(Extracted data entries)
____________

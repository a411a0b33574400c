//! Read AST from its JSON interchange form.

use crate::{Position, SExp, SExprError};
use rhizome_sprig_ir::Literal;
use serde_json::{Map, Value};

/// Convert one JSON value to an AST node.
pub fn from_json(value: &Value) -> Result<SExp, SExprError> {
    match value {
        Value::Null => Ok(SExp::null()),
        Value::Bool(b) => Ok(SExp::bool(*b)),
        Value::Number(n) => n
            .as_f64()
            .map(SExp::number)
            .ok_or_else(|| SExprError::InvalidNode(format!("unrepresentable number {}", n))),
        Value::String(s) => Ok(SExp::symbol(s.clone())),

        Value::Array(arr) => {
            let items: Result<Vec<SExp>, _> = arr.iter().map(from_json).collect();
            Ok(SExp::list(items?))
        }

        Value::Object(map) => object_to_sexp(map),
    }
}

/// Convert a JSON array of top-level forms.
pub fn from_json_program(value: &Value) -> Result<Vec<SExp>, SExprError> {
    let forms = value
        .as_array()
        .ok_or_else(|| SExprError::InvalidNode("program must be an array of forms".into()))?;
    forms.iter().map(from_json).collect()
}

fn object_to_sexp(map: &Map<String, Value>) -> Result<SExp, SExprError> {
    if let Some(s) = map.get("str") {
        let text = s
            .as_str()
            .ok_or_else(|| SExprError::InvalidNode("\"str\" must hold a string".into()))?;
        return Ok(SExp::new(crate::SExpKind::Literal(Literal::String(text.to_string()))));
    }

    if let Some(inner) = map.get("node") {
        let node = from_json(inner)?;
        let position = read_position(map)?;
        return Ok(node.at(Some(position)));
    }

    Err(SExprError::InvalidNode(format!(
        "unexpected object with keys [{}]",
        map.keys().cloned().collect::<Vec<_>>().join(", ")
    )))
}

fn read_position(map: &Map<String, Value>) -> Result<Position, SExprError> {
    let line = read_index(map, "line")?;
    let column = read_index(map, "column")?;
    let file = match map.get("file") {
        None | Some(Value::Null) => None,
        Some(Value::String(f)) => Some(f.clone()),
        Some(other) => {
            return Err(SExprError::InvalidPosition(format!(
                "file must be a string, got {}",
                other
            )))
        }
    };
    Ok(Position { line, column, file })
}

fn read_index(map: &Map<String, Value>, key: &str) -> Result<usize, SExprError> {
    map.get(key)
        .and_then(Value::as_u64)
        .map(|n| n as usize)
        .ok_or_else(|| SExprError::InvalidPosition(format!("missing or invalid \"{}\"", key)))
}

#[cfg(test)]
mod tests {
    use super::*;
    use crate::SExpKind;
    use serde_json::json;

    #[test]
    fn test_symbols_and_literals() {
        let node = from_json(&json!(["greet", {"str": "x"}, 1, true, null])).unwrap();
        let items = node.as_list().unwrap();
        assert!(items[0].is_symbol("greet"));
        assert_eq!(items[1].as_string(), Some("x"));
        assert_eq!(items[2].as_number(), Some(1.0));
        assert!(matches!(items[3].kind, SExpKind::Literal(Literal::Bool(true))));
        assert!(matches!(items[4].kind, SExpKind::Literal(Literal::Null)));
    }

    #[test]
    fn test_position_attached() {
        let node = from_json(&json!({
            "line": 4, "column": 2, "file": "main.sprig",
            "node": ["add", {"line": 4, "column": 7, "node": 1}]
        }))
        .unwrap();
        assert_eq!(node.position, Some(Position::in_file(4, 2, "main.sprig")));
        let items = node.as_list().unwrap();
        assert_eq!(items[0].position, None);
        assert_eq!(items[1].position, Some(Position::new(4, 7)));
    }

    #[test]
    fn test_bad_object() {
        let err = from_json(&json!({"what": 1})).unwrap_err();
        assert!(matches!(err, SExprError::InvalidNode(_)));

        let err = from_json(&json!({"node": "x", "line": "one", "column": 1})).unwrap_err();
        assert!(matches!(err, SExprError::InvalidPosition(_)));
    }

    #[test]
    fn test_program() {
        let forms = from_json_program(&json!([["let", "x", 1], ["print", "x"]])).unwrap();
        assert_eq!(forms.len(), 2);
        assert!(from_json_program(&json!("x")).is_err());
    }
}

____________

## ABOUT THIS TASK
All records shown above must be set down again verbatim.

## EXERCISE RESPONSE
repository a411a0b33574400c
//! Read AST from its JSON interchange form.

use crate::{Position, SExp, SExprError};
use rhizome_sprig_ir::Literal;
use serde_json::{Map, Value};

/// Convert one JSON value to an AST node.
pub fn from_json(value: &Value) -> Result<SExp, SExprError> {
    match value {
        Value::Null => Ok(SExp::null()),
        Value::Bool(b) => Ok(SExp::bool(*b)),
        Value::Number(n) => n
            .as_f64()
            .map(SExp::number)
            .ok_or_else(|| SExprError::InvalidNode(format!("unrepresentable number {}", n))),
        Value::String(s) => Ok(SExp::symbol(s.clone())),

        Value::Array(arr) => {
            let items: Result<Vec<SExp>, _> = arr.iter().map(from_json).collect();
            Ok(SExp::list(items?))
        }

        Value::Object(map) => object_to_sexp(map),
    }
}

/// Convert a JSON array of top-level forms.
pub fn from_json_program(value: &Value) -> Result<Vec<SExp>, SExprError> {
    let forms = value
        .as_array()
        .ok_or_else(|| SExprError::InvalidNode("program must be an array of forms".into()))?;
    forms.iter().map(from_json).collect()
}

fn object_to_sexp(map: &Map<String, Value>) -> Result<SExp, SExprError> {
    if let Some(s) = map.get("str") {
        let text = s
            .as_str()
            .ok_or_else(|| SExprError::InvalidNode("\"str\" must hold a string".into()))?;
        return Ok(SExp::new(crate::SExpKind::Literal(Literal::String(text.to_string()))));
    }

    if let Some(inner) = map.get("node") {
        let node = from_json(inner)?;
        let position = read_position(map)?;
        return Ok(node.at(Some(position)));
    }

    Err(SExprError::InvalidNode(format!(
        "unexpected object with keys [{}]",
        map.keys().cloned().collect::<Vec<_>>().join(", ")
    )))
}

fn read_position(map: &Map<String, Value>) -> Result<Position, SExprError> {
    let line = read_index(map, "line")?;
    let column = read_index(map, "column")?;
    let file = match map.get("file") {
        None | Some(Value::Null) => None,
        Some(Value::String(f)) => Some(f.clone()),
        Some(other) => {
            return Err(SExprError::InvalidPosition(format!(
                "file must be a string, got {}",
                other
            )))
        }
    };
    Ok(Position { line, column, file })
}

fn read_index(map: &Map<String, Value>, key: &str) -> Result<usize, SExprError> {
    map.get(key)
        .and_then(Value::as_u64)
        .map(|n| n as usize)
        .ok_or_else(|| SExprError::InvalidPosition(format!("missing or invalid \"{}\"", key)))
}

#[cfg(test)]
mod tests {
    use super::*;
    use crate::SExpKind;
    use serde_json::json;

    #[test]
    fn test_symbols_and_literals() {
        let node = from_json(&json!(["greet", {"str": "x"}, 1, true, null])).unwrap();
        let items = node.as_list().unwrap();
        assert!(items[0].is_symbol("greet"));
        assert_eq!(items[1].as_string(), Some("x"));
        assert_eq!(items[2].as_number(), Some(1.0));
        assert!(matches!(items[3].kind, SExpKind::Literal(Literal::Bool(true))));
        assert!(matches!(items[4].kind, SExpKind::Literal(Literal::Null)));
    }

    #[test]
    fn test_position_attached() {
        let node = from_json(&json!({
            "line": 4, "column": 2, "file": "main.sprig",
            "node": ["add", {"line": 4, "column": 7, "node": 1}]
        }))
        .unwrap();
        assert_eq!(node.position, Some(Position::in_file(4, 2, "main.sprig")));
        let items = node.as_list().unwrap();
        assert_eq!(items[0].position, None);
        assert_eq!(items[1].position, Some(Position::new(4, 7)));
    }

    #[test]
    fn test_bad_object() {
        let err = from_json(&json!({"what": 1})).unwrap_err();
        assert!(matches!(err, SExprError::InvalidNode(_)));

        let err = from_json(&json!({"node": "x", "line": "one", "column": 1})).unwrap_err();
        assert!(matches!(err, SExprError::InvalidPosition(_)));
    }

    #[test]
    fn test_program() {
        let forms = from_json_program(&json!([["let", "x", 1], ["print", "x"]])).unwrap();
        assert_eq!(forms.len(), 2);
        assert!(from_json_program(&json!("x")).is_err());
    }
}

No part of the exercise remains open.